- Exercise goal
Would you set down the data below exactly as shown?
+++ Records for the task +++
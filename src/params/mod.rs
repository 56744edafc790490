//! Token-limit and reasoning parameters for OpenAI-style completion requests.

mod effort;
mod token;

pub use effort::{EffortLevel, ReasoningConfig};
pub use token::{TokenLimit, TokenParams};

use crate::models::registry;

/// Builds the token parameters a completion request for `model` must carry.
///
/// O-series models take `max_completion_tokens`; every other model takes
/// `max_tokens`. A `reasoning` entry is attached only when the model family
/// supports reasoning and `reasoning_effort` is non-empty. The effort string
/// is passed through without checking it against [`EffortLevel`].
pub fn get_openai_token_params(
    model: &str,
    max_tokens: u32,
    reasoning_effort: Option<&str>,
) -> TokenParams {
    registry().token_params(model, max_tokens, reasoning_effort)
}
+++
- Written solution
filename src/params/mod.rs
repository 56744edafc790490
//! Token-limit and reasoning parameters for OpenAI-style completion requests.

mod effort;
mod token;

pub use effort::{EffortLevel, ReasoningConfig};
pub use token::{TokenLimit, TokenParams};

use crate::models::registry;

/// Builds the token parameters a completion request for `model` must carry.
///
/// O-series models take `max_completion_tokens`; every other model takes
/// `max_tokens`. A `reasoning` entry is attached only when the model family
/// supports reasoning and `reasoning_effort` is non-empty. The effort string
/// is passed through without checking it against [`EffortLevel`].
pub fn get_openai_token_params(
    model: &str,
    max_tokens: u32,
    reasoning_effort: Option<&str>,
) -> TokenParams {
    registry().token_params(model, max_tokens, reasoning_effort)
}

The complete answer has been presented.